Special edition: Inflammation

Is ‘Syndrome X’ treatable with food?

By Shane STARLING

- Last updated on GMT

Frequently Syndrome X is considered a medical issue and left to the medical world to ‘treat’, even as the science builds around probiotics, vitamins, minerals, omega-3s...Image: iStock.com/HYWARDS
Frequently Syndrome X is considered a medical issue and left to the medical world to ‘treat’, even as the science builds around probiotics, vitamins, minerals, omega-3s...Image: iStock.com/HYWARDS

Related tags Nutrition Inflammation

Inflammation is an immune system response to counter injured or stressed body parts and zones – a good and necessary thing – but contemporary diets and lifestyles have overheated the mechanism resulting in a host of chronic health issues. So goes our contemporary understanding of what is sometimes called ‘metabolic syndrome’ or ‘Syndrome X’…

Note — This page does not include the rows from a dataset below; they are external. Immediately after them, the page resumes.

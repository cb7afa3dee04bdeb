//! Python bindings for the priorbox detection post-processing library.
//!
//! Exposes prior generation and the per-frame detector to Python via PyO3.

use numpy::{PyReadonlyArray2, PyUntypedArrayMethods};
use pyo3::exceptions::{PyRuntimeError, PyValueError};
use pyo3::prelude::*;

use priorbox::{
    AnchorConfig, DecodeConfig, Detection as RustDetection, Detector as RustDetector,
    DetectorConfig as RustDetectorConfig, FrameSize, PriorBoxError, SuppressConfig,
    SuppressionMode, TensorView,
};

/// Configuration problems become `ValueError`, per-frame shape problems
/// become `RuntimeError`.
fn to_py_err(err: PriorBoxError) -> PyErr {
    if err.is_configuration() {
        PyValueError::new_err(err.to_string())
    } else {
        PyRuntimeError::new_err(err.to_string())
    }
}

/// Views a 2D float32 array as a named tensor with its own shape.
fn tensor_view<'a>(
    array: &'a PyReadonlyArray2<'_, f32>,
    name: &'static str,
) -> PyResult<TensorView<'a>> {
    let shape = array.shape();
    TensorView::new(name, array.as_slice()?, shape[0], shape[1]).map_err(to_py_err)
}

/// A detected box in frame pixels with its confidence.
#[pyclass]
#[derive(Clone)]
pub struct Detection {
    /// Left edge.
    #[pyo3(get)]
    pub x: f32,
    /// Top edge.
    #[pyo3(get)]
    pub y: f32,
    #[pyo3(get)]
    pub width: f32,
    #[pyo3(get)]
    pub height: f32,
    /// Foreground confidence in [0, 1].
    #[pyo3(get)]
    pub score: f32,
}

#[pymethods]
impl Detection {
    /// Corner form `(x1, y1, x2, y2)`.
    fn corners(&self) -> (f32, f32, f32, f32) {
        (self.x, self.y, self.x + self.width, self.y + self.height)
    }

    fn __repr__(&self) -> String {
        format!(
            "Detection(x={:.2}, y={:.2}, width={:.2}, height={:.2}, score={:.4})",
            self.x, self.y, self.width, self.height, self.score
        )
    }
}

impl From<RustDetection> for Detection {
    fn from(d: RustDetection) -> Self {
        Self {
            x: d.bbox.x,
            y: d.bbox.y,
            width: d.bbox.width,
            height: d.bbox.height,
            score: d.score,
        }
    }
}

/// Configuration for prior generation, decoding and suppression.
#[pyclass]
#[derive(Clone)]
pub struct DetectorConfig {
    inner: RustDetectorConfig,
}

#[pymethods]
impl DetectorConfig {
    /// Create a new DetectorConfig.
    ///
    /// Args:
    ///     input_width: Model input width (default: 320)
    ///     input_height: Model input height (default: 240)
    ///     strides: Feature map stride per pyramid level (default: [8, 16, 32, 64])
    ///     min_boxes: Prior sizes in input pixels per level (default: UltraFace-slim)
    ///     score_threshold: Minimum foreground score, exclusive (default: 0.7)
    ///     iou_threshold: Overlap above which boxes merge (default: 0.3)
    ///     mode: "hard" or "blend" (default: "hard")
    ///     top_k: Keep at most this many detections (default: None)
    ///     parallel: Decode anchors in parallel (default: False)
    #[new]
    #[pyo3(signature = (
        input_width = 320,
        input_height = 240,
        strides = None,
        min_boxes = None,
        score_threshold = 0.7,
        iou_threshold = 0.3,
        mode = "hard",
        top_k = None,
        parallel = false
    ))]
    #[allow(clippy::too_many_arguments)]
    fn new(
        input_width: usize,
        input_height: usize,
        strides: Option<Vec<f32>>,
        min_boxes: Option<Vec<Vec<f32>>>,
        score_threshold: f32,
        iou_threshold: f32,
        mode: &str,
        top_k: Option<usize>,
        parallel: bool,
    ) -> PyResult<Self> {
        let defaults = AnchorConfig::default();
        let mode: SuppressionMode = mode.parse().map_err(to_py_err)?;
        let inner = RustDetectorConfig {
            anchors: AnchorConfig {
                input_width,
                input_height,
                strides: strides.unwrap_or(defaults.strides),
                min_boxes: min_boxes.unwrap_or(defaults.min_boxes),
            },
            decode: DecodeConfig {
                score_threshold,
                ..DecodeConfig::default()
            },
            suppress: SuppressConfig {
                iou_threshold,
                mode,
                top_k,
            },
            parallel,
        };
        inner.validate().map_err(to_py_err)?;
        Ok(Self { inner })
    }

    /// Validate the configuration.
    fn validate(&self) -> PyResult<()> {
        self.inner.validate().map_err(to_py_err)
    }

    /// Number of priors this configuration generates.
    #[getter]
    fn num_anchors(&self) -> PyResult<usize> {
        self.inner.anchors.expected_len().map_err(to_py_err)
    }

    fn __repr__(&self) -> String {
        format!(
            "DetectorConfig(input={}x{}, score_threshold={}, iou_threshold={}, mode='{}', parallel={})",
            self.inner.anchors.input_width,
            self.inner.anchors.input_height,
            self.inner.decode.score_threshold,
            self.inner.suppress.iou_threshold,
            self.inner.suppress.mode,
            self.inner.parallel
        )
    }
}

/// Turns raw network outputs into deduplicated detections.
#[pyclass]
pub struct Detector {
    inner: RustDetector,
}

#[pymethods]
impl Detector {
    /// Create a detector, generating its priors once.
    ///
    /// Args:
    ///     config: DetectorConfig (default: DetectorConfig())
    #[new]
    #[pyo3(signature = (config = None))]
    fn new(config: Option<DetectorConfig>) -> PyResult<Self> {
        let cfg = config.map(|c| c.inner).unwrap_or_default();
        let inner = RustDetector::new(cfg).map_err(to_py_err)?;
        Ok(Self { inner })
    }

    /// Decode and suppress one frame.
    ///
    /// Args:
    ///     offsets: float32 array of shape (N, 4)
    ///     scores: float32 array of shape (N, 2), [background, foreground]
    ///     frame_width: Width of the displayed frame in pixels
    ///     frame_height: Height of the displayed frame in pixels
    ///
    /// Returns:
    ///     List of Detection objects, strongest first
    fn detect(
        &self,
        offsets: PyReadonlyArray2<'_, f32>,
        scores: PyReadonlyArray2<'_, f32>,
        frame_width: usize,
        frame_height: usize,
    ) -> PyResult<Vec<Detection>> {
        let detections = self
            .inner
            .detect_views(
                tensor_view(&offsets, "offsets")?,
                tensor_view(&scores, "scores")?,
                FrameSize::new(frame_width, frame_height),
            )
            .map_err(to_py_err)?;
        Ok(detections.into_iter().map(Detection::from).collect())
    }

    /// Model input size as `(width, height)`.
    #[getter]
    fn input_size(&self) -> (usize, usize) {
        self.inner.input_size()
    }

    /// Number of priors, which must match the tensor row count.
    #[getter]
    fn num_anchors(&self) -> usize {
        self.inner.num_anchors()
    }

    fn __repr__(&self) -> String {
        let (w, h) = self.inner.input_size();
        format!(
            "Detector(input={}x{}, num_anchors={})",
            w,
            h,
            self.inner.num_anchors()
        )
    }
}

/// Generate the prior boxes for a feature pyramid.
///
/// Args:
///     input_width: Model input width
///     input_height: Model input height
///     strides: Feature map stride per level
///     min_boxes: Prior sizes in input pixels per level
///
/// Returns:
///     List of (center_x, center_y, width, height) tuples normalized to [0, 1]
#[pyfunction]
fn generate_priors(
    input_width: usize,
    input_height: usize,
    strides: Vec<f32>,
    min_boxes: Vec<Vec<f32>>,
) -> PyResult<Vec<(f32, f32, f32, f32)>> {
    let priors = priorbox::generate(input_width, input_height, &strides, &min_boxes)
        .map_err(to_py_err)?;
    Ok(priors
        .iter()
        .map(|p| (p.center_x, p.center_y, p.width, p.height))
        .collect())
}

/// Python module for priorbox detection post-processing.
#[pymodule]
fn _priorbox(m: &Bound<'_, PyModule>) -> PyResult<()> {
    m.add_class::<Detection>()?;
    m.add_class::<DetectorConfig>()?;
    m.add_class::<Detector>()?;
    m.add_function(wrap_pyfunction!(generate_priors, m)?)?;
    m.add("__version__", env!("CARGO_PKG_VERSION"))?;
    Ok(())
}
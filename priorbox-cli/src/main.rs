use clap::Parser;
use priorbox::{
    AnchorConfig, DecodeConfig, Detection, Detector, DetectorConfig, FrameSize, SuppressConfig,
    SuppressionMode,
};
use serde::{Deserialize, Serialize};
use std::fs;
use std::path::PathBuf;
use tracing_subscriber::EnvFilter;

const SCHEMA_JSON: &str = include_str!(concat!(env!("CARGO_MANIFEST_DIR"), "/config.schema.json"));
const EXAMPLE_JSON: &str =
    include_str!(concat!(env!("CARGO_MANIFEST_DIR"), "/config.example.json"));

#[derive(Parser, Debug)]
#[command(author, version, about = "PriorBox CLI (JSON config driven)")]
struct Cli {
    /// Path to the JSON configuration file.
    #[arg(short, long, value_name = "FILE", default_value = "config.json")]
    config: PathBuf,
    /// Print the JSON schema and exit.
    #[arg(long)]
    print_schema: bool,
    /// Print an example config and exit.
    #[arg(long)]
    print_example: bool,
    /// Enable tracing output for performance profiling.
    #[arg(long)]
    trace: bool,
}

#[derive(Debug, Deserialize)]
#[serde(default)]
struct AnchorConfigJson {
    input_width: usize,
    input_height: usize,
    strides: Vec<f32>,
    min_boxes: Vec<Vec<f32>>,
}

impl Default for AnchorConfigJson {
    fn default() -> Self {
        let cfg = AnchorConfig::default();
        Self {
            input_width: cfg.input_width,
            input_height: cfg.input_height,
            strides: cfg.strides,
            min_boxes: cfg.min_boxes,
        }
    }
}

#[derive(Debug, Deserialize)]
#[serde(default)]
struct DecodeConfigJson {
    score_threshold: f32,
    center_variance: f32,
    size_variance: f32,
}

impl Default for DecodeConfigJson {
    fn default() -> Self {
        let cfg = DecodeConfig::default();
        Self {
            score_threshold: cfg.score_threshold,
            center_variance: cfg.center_variance,
            size_variance: cfg.size_variance,
        }
    }
}

#[derive(Debug, Deserialize)]
#[serde(default)]
struct SuppressConfigJson {
    iou_threshold: f32,
    mode: String,
    top_k: Option<usize>,
}

impl Default for SuppressConfigJson {
    fn default() -> Self {
        let cfg = SuppressConfig::default();
        Self {
            iou_threshold: cfg.iou_threshold,
            mode: cfg.mode.as_str().to_string(),
            top_k: cfg.top_k,
        }
    }
}

#[derive(Debug, Default, Deserialize)]
#[serde(default)]
struct Config {
    frame_path: String,
    output_path: Option<String>,
    anchors: AnchorConfigJson,
    decode: DecodeConfigJson,
    suppress: SuppressConfigJson,
    parallel: bool,
}

impl Config {
    fn detector_config(&self) -> Result<DetectorConfig, Box<dyn std::error::Error>> {
        let mode: SuppressionMode = self.suppress.mode.parse()?;
        Ok(DetectorConfig {
            anchors: AnchorConfig {
                input_width: self.anchors.input_width,
                input_height: self.anchors.input_height,
                strides: self.anchors.strides.clone(),
                min_boxes: self.anchors.min_boxes.clone(),
            },
            decode: DecodeConfig {
                score_threshold: self.decode.score_threshold,
                center_variance: self.decode.center_variance,
                size_variance: self.decode.size_variance,
            },
            suppress: SuppressConfig {
                iou_threshold: self.suppress.iou_threshold,
                mode,
                top_k: self.suppress.top_k,
            },
            parallel: self.parallel,
        })
    }
}

/// One frame of raw network output as written by the capture side.
#[derive(Debug, Deserialize)]
struct FrameJson {
    width: usize,
    height: usize,
    offsets: Vec<f32>,
    scores: Vec<f32>,
}

#[derive(Debug, Serialize)]
struct DetectionRecord {
    x: f32,
    y: f32,
    width: f32,
    height: f32,
    score: f32,
}

impl From<Detection> for DetectionRecord {
    fn from(value: Detection) -> Self {
        Self {
            x: value.bbox.x,
            y: value.bbox.y,
            width: value.bbox.width,
            height: value.bbox.height,
            score: value.score,
        }
    }
}

#[derive(Debug, Serialize)]
struct FrameOutput {
    frame: usize,
    detections: Vec<DetectionRecord>,
}

#[derive(Debug, Serialize)]
struct Output {
    num_anchors: usize,
    frames: Vec<FrameOutput>,
}

fn main() -> Result<(), Box<dyn std::error::Error>> {
    let cli = Cli::parse();

    if cli.trace {
        tracing_subscriber::fmt()
            .with_env_filter(EnvFilter::from_default_env().add_directive("priorbox=info".parse()?))
            .with_target(false)
            .init();
    }

    if cli.print_schema {
        println!("{SCHEMA_JSON}");
        return Ok(());
    }
    if cli.print_example {
        println!("{EXAMPLE_JSON}");
        return Ok(());
    }

    let config_text = fs::read_to_string(&cli.config)?;
    let config: Config = serde_json::from_str(&config_text)?;
    if config.frame_path.is_empty() {
        return Err("frame_path must be set in the config".into());
    }

    let detector = Detector::new(config.detector_config()?)?;
    let (input_width, input_height) = detector.input_size();

    let frames_text = fs::read_to_string(&config.frame_path)?;
    let frames: Vec<FrameJson> = serde_json::from_str(&frames_text)?;

    let mut outputs = Vec::with_capacity(frames.len());
    for (index, frame) in frames.iter().enumerate() {
        if frame.width < input_width || frame.height < input_height {
            tracing::warn!(
                frame = index,
                "frame {}x{} is smaller than the model input {}x{}",
                frame.width,
                frame.height,
                input_width,
                input_height
            );
        }
        let detections = detector.detect_or_empty(
            &frame.offsets,
            &frame.scores,
            FrameSize::new(frame.width, frame.height),
        );
        outputs.push(FrameOutput {
            frame: index,
            detections: detections.into_iter().map(DetectionRecord::from).collect(),
        });
    }

    let output = Output {
        num_anchors: detector.num_anchors(),
        frames: outputs,
    };
    let json = serde_json::to_string_pretty(&output)?;

    match config.output_path {
        Some(path) => fs::write(path, json)?,
        None => println!("{json}"),
    }

    Ok(())
}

The question is: If unhealthy dietary evolution is mostly to blame, can nutritional interventions help, or has Syndrome X become so chronic only medical interventions are going to make any difference?

As commercial and academic R&D labs seek to define the various maladies and the agents that can control them, the diversity of the condition makes causality difficult to define, and this can translate into confusion in the marketplace.

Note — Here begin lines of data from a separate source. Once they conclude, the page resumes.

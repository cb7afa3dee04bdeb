//! Shared utility helpers.

pub mod error;
pub(crate) mod math;

pub use error::{ErrorKind, PriorBoxError, PriorBoxResult};
//! Greedy IoU clustering.

use crate::candidate::order::indices_by_score_desc;
use crate::candidate::Detection;

/// Groups candidates into clusters of mutually redundant boxes.
///
/// Clusters are opened in descending score order; the first index of every
/// cluster is its seed. A candidate joins the first open cluster whose seed
/// it overlaps by strictly more than `iou_threshold`.
pub(crate) fn greedy_clusters(candidates: &[Detection], iou_threshold: f32) -> Vec<Vec<usize>> {
    let order = indices_by_score_desc(candidates);
    let mut consumed = vec![false; candidates.len()];
    let mut clusters = Vec::new();

    for (pos, &seed) in order.iter().enumerate() {
        if consumed[seed] {
            continue;
        }
        consumed[seed] = true;
        let seed_box = candidates[seed].bbox;
        let mut cluster = vec![seed];
        for &other in &order[pos + 1..] {
            if consumed[other] {
                continue;
            }
            if seed_box.iou(&candidates[other].bbox) > iou_threshold {
                consumed[other] = true;
                cluster.push(other);
            }
        }
        clusters.push(cluster);
    }

    clusters
}

#[cfg(test)]
mod tests {
    use super::greedy_clusters;
    use crate::candidate::{Detection, Rect};

    #[test]
    fn overlapping_boxes_share_a_cluster() {
        let dets = [
            Detection::new(Rect::new(0.0, 0.0, 10.0, 10.0), 0.6),
            Detection::new(Rect::new(50.0, 50.0, 10.0, 10.0), 0.7),
            Detection::new(Rect::new(1.0, 1.0, 10.0, 10.0), 0.9),
        ];
        let clusters = greedy_clusters(&dets, 0.3);
        assert_eq!(clusters, vec![vec![2, 0], vec![1]]);
    }

    #[test]
    fn membership_is_decided_against_the_seed_only() {
        // b overlaps both a and c, but a and c are disjoint.
        let dets = [
            Detection::new(Rect::new(0.0, 0.0, 10.0, 10.0), 0.9),
            Detection::new(Rect::new(4.0, 0.0, 10.0, 10.0), 0.8),
            Detection::new(Rect::new(8.0, 0.0, 10.0, 10.0), 0.7),
        ];
        let clusters = greedy_clusters(&dets, 0.3);
        assert_eq!(clusters, vec![vec![0, 1], vec![2]]);
    }
}
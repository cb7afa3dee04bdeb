//! Axis-aligned rectangles in frame pixel coordinates.

/// Rectangle given by its top-left corner and size, in pixels.
#[derive(Clone, Copy, Debug, Default, PartialEq)]
pub struct Rect {
    /// Left edge.
    pub x: f32,
    /// Top edge.
    pub y: f32,
    /// Width.
    pub width: f32,
    /// Height.
    pub height: f32,
}

impl Rect {
    /// Creates a rectangle from its top-left corner and size.
    pub fn new(x: f32, y: f32, width: f32, height: f32) -> Self {
        Self {
            x,
            y,
            width,
            height,
        }
    }

    /// Creates a rectangle from `[x1, y1, x2, y2]` corners.
    pub fn from_corners(corners: [f32; 4]) -> Self {
        let [x1, y1, x2, y2] = corners;
        Self::new(x1, y1, x2 - x1, y2 - y1)
    }

    /// Returns the right edge.
    pub fn x2(&self) -> f32 {
        self.x + self.width
    }

    /// Returns the bottom edge.
    pub fn y2(&self) -> f32 {
        self.y + self.height
    }

    /// Returns `[x1, y1, x2, y2]`.
    pub fn to_corners(&self) -> [f32; 4] {
        [self.x, self.y, self.x2(), self.y2()]
    }

    /// Returns the area; degenerate rectangles have zero area.
    pub fn area(&self) -> f32 {
        self.width.max(0.0) * self.height.max(0.0)
    }

    /// Returns the area of the overlap with `other`.
    pub fn intersection_area(&self, other: &Rect) -> f32 {
        let x1 = self.x.max(other.x);
        let y1 = self.y.max(other.y);
        let x2 = self.x2().min(other.x2());
        let y2 = self.y2().min(other.y2());
        (x2 - x1).max(0.0) * (y2 - y1).max(0.0)
    }

    /// Intersection over union using raw floating-point edges.
    ///
    /// Returns 0 when the rectangles do not overlap or the union is empty.
    pub fn iou(&self, other: &Rect) -> f32 {
        let inter = self.intersection_area(other);
        if inter <= 0.0 {
            return 0.0;
        }
        let union = self.area() + other.area() - inter;
        if union > 0.0 {
            inter / union
        } else {
            0.0
        }
    }
}

#[cfg(test)]
mod tests {
    use super::Rect;

    #[test]
    fn iou_of_identical_rects_is_one() {
        let r = Rect::new(3.0, 4.0, 10.0, 5.0);
        assert!((r.iou(&r) - 1.0).abs() < 1e-6);
    }

    #[test]
    fn iou_matches_hand_computation() {
        let a = Rect::new(0.0, 0.0, 10.0, 10.0);
        let b = Rect::new(1.0, 1.0, 10.0, 10.0);
        let expected = 81.0 / (100.0 + 100.0 - 81.0);
        assert!((a.iou(&b) - expected).abs() < 1e-6);
        assert!((b.iou(&a) - expected).abs() < 1e-6);
    }

    #[test]
    fn touching_rects_do_not_overlap() {
        let a = Rect::new(0.0, 0.0, 10.0, 10.0);
        let b = Rect::new(10.0, 0.0, 10.0, 10.0);
        assert_eq!(a.intersection_area(&b), 0.0);
        assert_eq!(a.iou(&b), 0.0);
    }

    #[test]
    fn degenerate_rects_have_zero_iou() {
        let a = Rect::new(5.0, 5.0, 0.0, 0.0);
        assert_eq!(a.area(), 0.0);
        assert_eq!(a.iou(&a), 0.0);
    }

    #[test]
    fn corners_round_trip() {
        let r = Rect::from_corners([2.0, 3.0, 12.0, 8.0]);
        assert_eq!(r, Rect::new(2.0, 3.0, 10.0, 5.0));
        assert_eq!(r.to_corners(), [2.0, 3.0, 12.0, 8.0]);
    }
}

Just last week The New Yorker​ magazine ran a long feature about inflammatio​n​, trying to unravel and comprehend it. In 2013 Science ​devoted an issue to inflammation. A few years ago a similar piece featured on the front page of Time​ magazine.

The take away messages are similar – Syndrome X is harming health and lives and costing billions in doctor and hospital visits but a complete understanding of its complex workings may be some way off - and with it the role of both nutrition and medicine in its prevention.

Reflecting this state of affairs, inflammation-based marketing is controlled in most legal jurisdictions for foods and supplements purporting to battle the range of metabolic maladies.

Frequently Syndrome X is considered a medical issue and left to the medical world to ‘treat’, even as the science builds around nutrients like probiotics, vitamins, minerals, omega-3s to prevent or moderate conditions as varied as obesity, heart disease, Alzheimer’s, diabetes and osteoarthritis.

Medicine versus food

It is a classic case of a to-and-fro between the food and medical worlds.

research labs science .

A case where a large but inconclusive body of nutrition science reveals a great amount of potential to reduce the severity and occurrence of a group of debilitating diseases and health problems – and with it increasingly unmanageable public healthcare costs that World Health Organisation (WHO) figures show cost hundreds of billions of euros each year.

But at the same time a case where a relatively nascent body of science is still sifting the mingling of nutrient intakes, lifestyle, socioeconomics and health outcomes.

Such ambiguity allows regulators and policy makers to take a neutral position, or push the issue to the medical world where interventions and results are more easily defined.

There will always be a place for medical treatments when these maladies reach chronic status. 

Can food treat Syndrome X? No. But the role of better nutrition to alleviate or prevent its rise, can only grow in importance.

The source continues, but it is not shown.